Mindful Mr Sloth by Katy Hudson

by Team Riverside

Paperback, Raintree and Curious Frog, £6.99, out now

Mindful Mr Sloth

Sasha has an enviable treehouse and a bunch of activities that she’s ready to do at high speed.  She even has lists of books she’s read – including a personal best reading time of 20 seconds!  This is all excellent fun, but when a sloth bonks down on the treehouse roof, she learns that slow can be fun too.

This very appealing children’s picture book shows a lovely day being had while also providing a useful way in to mindfulness (or just to slowing down and paying good attention).  The illustrations themselves provide a great reward for attending: vibrant and cheerful, and little details that repay seeing rather than just looking.
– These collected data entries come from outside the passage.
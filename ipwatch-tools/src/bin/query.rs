//! ipwatch-query: report IP to hardware address mappings

use std::path::PathBuf;
use std::time::{SystemTime, UNIX_EPOCH};

use clap::Parser;
use tracing::error;

use ipwatch_core::{config, IpVersion, Result};
use ipwatch_db::{HistoryStore, OpenMode, ReportFilter};

#[derive(Parser, Debug)]
#[command(name = "ipwatch-query")]
#[command(version, about = "Report IP to hardware address mappings", long_about = None)]
struct Cli {
    /// Select all records instead of just the last one
    #[arg(short = 'a', long)]
    all: bool,

    /// Select IPv4 records only
    #[arg(short = '4', long = "ipv4", conflicts_with = "ipv6")]
    ipv4: bool,

    /// Select IPv6 records only
    #[arg(short = '6', long = "ipv6")]
    ipv6: bool,

    /// Directory for the database files
    #[arg(short = 'L', long, value_name = "DIR", default_value = config::DEFAULT_LIB_DIR)]
    lib_dir: PathBuf,

    /// Interface whose history to query
    ifname: String,

    /// Restrict to one IP or hardware address
    addr: Option<String>,

    /// Verbose output
    #[arg(short = 'v', long, action = clap::ArgAction::Count)]
    verbose: u8,
}

fn run(cli: Cli) -> Result<()> {
    let store = HistoryStore::open(&cli.lib_dir, &cli.ifname, OpenMode::ReadOnly)?;
    store.attach_vendor(&cli.lib_dir)?;

    let ip_version = if cli.ipv4 {
        Some(IpVersion::V4)
    } else if cli.ipv6 {
        Some(IpVersion::V6)
    } else {
        None
    };
    let filter = ReportFilter {
        ip_version,
        addr: cli.addr,
        all: cli.all,
    };

    let now = SystemTime::now()
        .duration_since(UNIX_EPOCH)
        .map(|d| d.as_secs() as i64)
        .unwrap_or(0);

    for row in store.report(&filter, now)? {
        println!(
            "{} {} {} {} {}",
            row.captured_at, row.age_minutes, row.ip_addr, row.hw_addr, row.organization
        );
    }
    Ok(())
}

fn main() {
    let cli = Cli::parse();
    ipwatch_tools::init_tracing(cli.verbose);

    if let Err(e) = run(cli) {
        error!("{}", e);
        std::process::exit(1);
    }
}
There is a helpful focus on the natural world (and not just sloths), showing that mindfulness and its rewards are possible everywhere.  Offering quiet and stillness as positive ways to enjoy the smell of flowers or the sound of birdsong, rather than just as corrections to what adults consider ‘too much’ noise or activity, is also welcome.

Who would not want to learn mindfulness from a sloth?

Review by Bethan

September 12, 2021

Ethel Rosenberg by Anne Sebba

by Team Riverside
Ethel Rosenberg cover

Hardback, Weidenfeld and Nicolson, £20.00, out now

Julius and Ethel Rosenberg were executed in the United States for treason in 1953.  A married couple, and the parents of two young children, their case became a cause célèbre as a miscarriage of justice, a cultural reference point, and a symbol of US domestic attitudes during the Cold War.  Amid all of this, the human story of Ethel Rosenberg has been lost, and this is what Anne Sebba’s engrossing biography corrects.

With access to new information from Ethel’s sons and others who knew her, as well as scrupulous archive research, Sebba meticulously reconstructs the life of this ordinary and extraordinary woman.  We find out about her upbringing in a New York Jewish family facing hard times.  We are left with the impression of an intelligent, talented and hardworking woman from a difficult family background, who was determined to make her way in life – in education, in singing, as a trade unionist, and as a wife and mother.

The book offers a vivid account of how some Americans came to communism in the 1930s, and how ordinary people started spying for the Soviet Union.  Sebba unpicks what Ethel Rosenberg did and didn’t know about the leaking of atomic secrets to the Soviet Union, and gives a detailed analysis of her trial.  She conveys the swirl of McCarthyism and anti-communist fever, and the impact of ingrained anti-Semitism.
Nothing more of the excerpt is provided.